DAT 301 - HW #3

03/16/2025

library(knitr)

What is Interval Estimation?

Interval estimation refers to the statistical technique used to estimate a population parameter by calculating an interval within which the parameter is expected to fall with the specified level of confidence. This interval is known as the confidence interval. The width of the interval reflects the precision of the estimate: narrower intervals indicate the more precise estimates while wider intervals suggest the greater uncertainty. A key factor in determining the width of the confidence interval is the margin of error, which represents the maximum expected difference between the sample estimate and the true population parameter. The margin of error directly influences interval estimation by accounting for variability in the data and the chosen confidence level. In the following slides, I will be using the air quality dataset to provide examples of interval estimation.

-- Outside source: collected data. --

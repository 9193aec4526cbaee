//! Draw-order techniques. Ordering is cosmetic: it permutes, never filters.

use crate::{ConfigError, Pixel};
use rand::{SeedableRng, rngs::StdRng, seq::SliceRandom};
use std::{f64::consts::TAU, fmt, str::FromStr};

#[derive(Clone, Copy, Debug, Default, PartialEq, Eq)]
pub enum Technique {
    #[default]
    Standard,
    Random,
    /// Accepted for compatibility; draws in extraction order like `Standard`.
    Scanline,
    Spiral,
    Wave,
}

impl FromStr for Technique {
    type Err = ConfigError;

    fn from_str(s: &str) -> Result<Self, Self::Err> {
        Ok(match s {
            "standard" => Self::Standard,
            "random" => Self::Random,
            "scanline" => Self::Scanline,
            "spiral" => Self::Spiral,
            "wave" => Self::Wave,
            other => return Err(ConfigError::InvalidTechnique(other.to_string())),
        })
    }
}

impl fmt::Display for Technique {
    fn fmt(&self, f: &mut fmt::Formatter<'_>) -> fmt::Result {
        f.write_str(match self {
            Self::Standard => "standard",
            Self::Random => "random",
            Self::Scanline => "scanline",
            Self::Spiral => "spiral",
            Self::Wave => "wave",
        })
    }
}

/// Shape of the `wave` technique: rows bend by `amplitude * sin(frequency * x)`.
#[derive(Clone, Copy, Debug, PartialEq)]
pub struct Wave {
    pub amplitude: f64,
    pub frequency: f64,
}

impl Default for Wave {
    fn default() -> Self {
        Self {
            amplitude: 10.0,
            frequency: 0.1,
        }
    }
}

/// Applies a [`Technique`] to pixel sequences.
///
/// Owns the generator used by `random` and by address shuffling, so a pinned
/// seed makes every random decision reproducible.
pub struct Orderer {
    technique: Technique,
    wave: Wave,
    rng: StdRng,
}

impl Orderer {
    pub fn new(technique: Technique, wave: Wave, seed: Option<u64>) -> Self {
        let rng = match seed {
            Some(seed) => StdRng::seed_from_u64(seed),
            None => StdRng::from_entropy(),
        };

        Self {
            technique,
            wave,
            rng,
        }
    }

    pub fn technique(&self) -> Technique {
        self.technique
    }

    /// Reorders `pixels` in place. `(width, height)` is the frame's bounding box.
    pub fn order(&mut self, pixels: &mut [Pixel], (width, height): (u32, u32)) {
        match self.technique {
            Technique::Standard | Technique::Scanline => {}
            Technique::Random => pixels.shuffle(&mut self.rng),
            Technique::Spiral => {
                let center = (i64::from(width / 2), i64::from(height / 2));
                sort_by_metric(pixels, |pixel| spiral_turns(pixel, center));
            }
            Technique::Wave => {
                let wave = self.wave;
                sort_by_metric(pixels, |pixel| wave_height(pixel, wave));
            }
        }
    }

    pub fn shuffle<T>(&mut self, items: &mut [T]) {
        items.shuffle(&mut self.rng);
    }
}

// `sort_by` is stable, so equal metrics keep extraction order.
fn sort_by_metric(pixels: &mut [Pixel], metric: impl Fn(&Pixel) -> f64) {
    pixels.sort_by(|lhs, rhs| metric(lhs).total_cmp(&metric(rhs)));
}

pub(crate) fn spiral_turns(pixel: &Pixel, (center_x, center_y): (i64, i64)) -> f64 {
    let dx = (i64::from(pixel.x) - center_x) as f64;
    let dy = (i64::from(pixel.y) - center_y) as f64;
    let angle = dy.atan2(dx);
    let distance = dx.hypot(dy);
    distance / TAU + angle / TAU
}

pub(crate) fn wave_height(pixel: &Pixel, wave: Wave) -> f64 {
    f64::from(pixel.y) + wave.amplitude * (wave.frequency * f64::from(pixel.x)).sin()
}

#[cfg(test)]
mod tests {
    use super::*;
    use pretty_assertions::assert_eq;

    fn grid(width: u32, height: u32) -> Vec<Pixel> {
        let mut pixels = Vec::new();
        for y in 0..height {
            for x in 0..width {
                pixels.push(Pixel {
                    x,
                    y,
                    r: (x as u16) << 8,
                    g: (y as u16) << 8,
                    b: 0,
                    a: 0xff,
                });
            }
        }
        pixels
    }

    fn sorted_coords(pixels: &[Pixel]) -> Vec<(u32, u32)> {
        let mut coords: Vec<_> = pixels.iter().map(|p| (p.x, p.y)).collect();
        coords.sort_unstable();
        coords
    }

    #[test]
    fn parses_every_technique_name() {
        for name in ["standard", "random", "scanline", "spiral", "wave"] {
            let technique: Technique = name.parse().unwrap();
            assert_eq!(technique.to_string(), name);
        }
        assert!(matches!(
            "zigzag".parse::<Technique>(),
            Err(ConfigError::InvalidTechnique(_))
        ));
    }

    #[test]
    fn standard_and_scanline_keep_extraction_order() {
        let original = grid(5, 4);
        for technique in [Technique::Standard, Technique::Scanline] {
            let mut pixels = original.clone();
            Orderer::new(technique, Wave::default(), Some(7)).order(&mut pixels, (5, 4));
            assert_eq!(pixels, original);
        }
    }

    #[test]
    fn random_is_a_reproducible_permutation() {
        let original = grid(8, 8);

        let mut first = original.clone();
        Orderer::new(Technique::Random, Wave::default(), Some(42)).order(&mut first, (8, 8));
        let mut second = original.clone();
        Orderer::new(Technique::Random, Wave::default(), Some(42)).order(&mut second, (8, 8));

        assert_eq!(first, second);
        assert_ne!(first, original);
        assert_eq!(sorted_coords(&first), sorted_coords(&original));
    }

    #[test]
    fn spiral_is_non_decreasing_in_turns() {
        let mut pixels = grid(9, 7);
        Orderer::new(Technique::Spiral, Wave::default(), None).order(&mut pixels, (9, 7));

        let turns: Vec<_> = pixels.iter().map(|p| spiral_turns(p, (4, 3))).collect();
        assert!(turns.windows(2).all(|w| w[0] <= w[1]));
        assert_eq!(sorted_coords(&pixels), sorted_coords(&grid(9, 7)));
        // only the three pixels just above-left of the center have negative turns
        assert!(pixels.iter().position(|p| (p.x, p.y) == (4, 3)).unwrap() < 4);
    }

    #[test]
    fn spiral_ties_keep_input_order() {
        let mut pixels = vec![
            Pixel { x: 3, y: 1, r: 1, g: 0, b: 0, a: 0xff },
            Pixel { x: 0, y: 0, r: 0, g: 0, b: 0, a: 0xff },
            Pixel { x: 3, y: 1, r: 2, g: 0, b: 0, a: 0xff },
        ];
        Orderer::new(Technique::Spiral, Wave::default(), None).order(&mut pixels, (4, 4));

        let reds: Vec<_> = pixels.iter().filter(|p| p.x == 3).map(|p| p.r).collect();
        assert_eq!(reds, vec![1, 2]);
    }

    #[test]
    fn wave_is_non_decreasing_and_stable() {
        let wave = Wave {
            amplitude: 2.5,
            frequency: 0.7,
        };
        let mut pixels = grid(10, 6);
        Orderer::new(Technique::Wave, wave, None).order(&mut pixels, (10, 6));

        let heights: Vec<_> = pixels.iter().map(|p| wave_height(p, wave)).collect();
        assert!(heights.windows(2).all(|w| w[0] <= w[1]));

        // a flat wave degenerates to rows, and ties keep left-to-right order
        let flat = Wave {
            amplitude: 0.0,
            frequency: 1.0,
        };
        let mut pixels = grid(4, 3);
        Orderer::new(Technique::Wave, flat, None).order(&mut pixels, (4, 3));
        assert_eq!(pixels, grid(4, 3));
    }
}
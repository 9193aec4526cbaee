use pingtide_common::ConfigError;
use std::{fmt, net::Ipv6Addr, str::FromStr};

#[derive(Clone, Copy, Debug, Default, PartialEq, Eq)]
pub struct MacAddr(pub [u8; 6]);

impl FromStr for MacAddr {
    type Err = ConfigError;

    fn from_str(s: &str) -> Result<Self, Self::Err> {
        let invalid = || ConfigError::InvalidMac(s.to_string());

        let mut octets = [0; 6];
        let mut parts = s.split([':', '-']);
        for octet in &mut octets {
            let part = parts.next().filter(|part| part.len() == 2).ok_or_else(invalid)?;
            *octet = u8::from_str_radix(part, 16).map_err(|_| invalid())?;
        }

        if parts.next().is_some() {
            return Err(invalid());
        }

        Ok(Self(octets))
    }
}

impl fmt::Display for MacAddr {
    fn fmt(&self, f: &mut fmt::Formatter<'_>) -> fmt::Result {
        let [a, b, c, d, e, g] = self.0;
        write!(f, "{a:02x}:{b:02x}:{c:02x}:{d:02x}:{e:02x}:{g:02x}")
    }
}

/// Everything a link-layer backend needs to address its frames.
///
/// Resolved once at startup and cloned into each worker's backend.
#[derive(Clone, Debug, PartialEq, Eq)]
pub struct LinkEndpoints {
    pub interface: String,
    pub ifindex: u32,
    pub src_mac: MacAddr,
    pub dst_mac: MacAddr,
    pub src_ip: Ipv6Addr,
}

#[cfg(test)]
mod tests {
    use super::*;

    #[test]
    fn parses_and_formats_mac_addresses() {
        let mac: MacAddr = "44:D3:ca:5f:61:40".parse().unwrap();
        assert_eq!(mac, MacAddr([0x44, 0xd3, 0xca, 0x5f, 0x61, 0x40]));
        assert_eq!(mac.to_string(), "44:d3:ca:5f:61:40");
        assert_eq!("00-05-73-a0-00-00".parse::<MacAddr>().unwrap().0[2], 0x73);
    }

    #[test]
    fn rejects_malformed_mac_addresses() {
        for input in ["", "00:05:73:a0:00", "00:05:73:a0:00:00:01", "0:5:73:a0:00:00", "zz:05:73:a0:00:00"] {
            assert!(input.parse::<MacAddr>().is_err(), "{input}");
        }
    }
}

3D Plotly Plot: Confidence Intervals

##  95% Confidence Interval for Ozone: [35.840, 48.358] 
##  95% Confidence Interval for Solar.R: [167.656, 201.948] 
##  95% Confidence Interval for Wind: [9.270, 10.609]

ggplot2: Ozone Levels with 95% CI

Blue line represents the mean of the data.
Red lines represent the bounds of the 95% CI.

ggplot2: Solar Radiation with 95% CI

Blue line represents the mean of the data.
Red lines represent the bounds of the 95% CI.

ggplot2: Wind Speed with 95% CI

Blue line represents the mean of the data.
Red lines represent the bounds of the 95% CI.

Math using Latex: Sample Mean Formula

\[ \textbf{Formula} \\ \bar{x} = \frac{\sum_{i=1}^{n}x_i}{n} \] \[ \textbf{Values} \\ \text {n = sample size} \]

Math using Latex: Margin of Error Formula

\[ \textbf{Formula} \\ \text{ME} = t_{\alpha/2, n-1} \times \frac{s}{\sqrt{n}} \quad \]

\[ \textbf{Values} \\ \text {t$_{\alpha/2, n-1}$ = t-critical value} \\ \text {s = sample standard deviation} \\ \text {n = sample size} \]

Math using Latex: CI Formula

\[ \textbf{Formula} \\ \text{CI} = (\bar{x} - \text{ME}, \bar{x} + \text{ME}) \]

\[ \textbf{Values} \\ \text {$\bar{x}$ = sample mean} \\ \text {ME = margin of error} \]

R Code for 3D Plotly Plot

library(dplyr)
library(plotly)
library(ggplot2)

data(airquality)
air_quality <- na.omit(airquality)

ozone_c <- t.test(air_quality$Ozone, conf.level=0.95)
solar_c <- t.test(air_quality$Solar.R, conf.level=0.95)
wind_c <- t.test(air_quality$Wind, conf.level=0.95)

cat(
  sprintf(" 95%% Confidence Interval for Ozone: [%.3f, %.3f] \n",
    ozone_c$conf.int[1], ozone_c$conf.int[2]),
  sprintf("95%% Confidence Interval for Solar.R: [%.3f, %.3f] \n",
    solar_c$conf.int[1], solar_c$conf.int[2]),
  sprintf("95%% Confidence Interval for Wind: [%.3f, %.3f]",
    wind_c$conf.int[1], wind_c$conf.int[2])
)

##  95% Confidence Interval for Ozone: [35.840, 48.358] 
##  95% Confidence Interval for Solar.R: [167.656, 201.948] 
##  95% Confidence Interval for Wind: [9.270, 10.609]

R Code for 3D Plotly Plot (continued)

# use the pan feature to move the plot around
# use the rotate features to view from different angles
plot_ly(data=air_quality, x = ~Ozone, y = ~Solar.R, z = ~Wind,
        type="scatter3d", mode="markers", 
        marker = list(color=~Temp, colorscale="Viridis", size=5))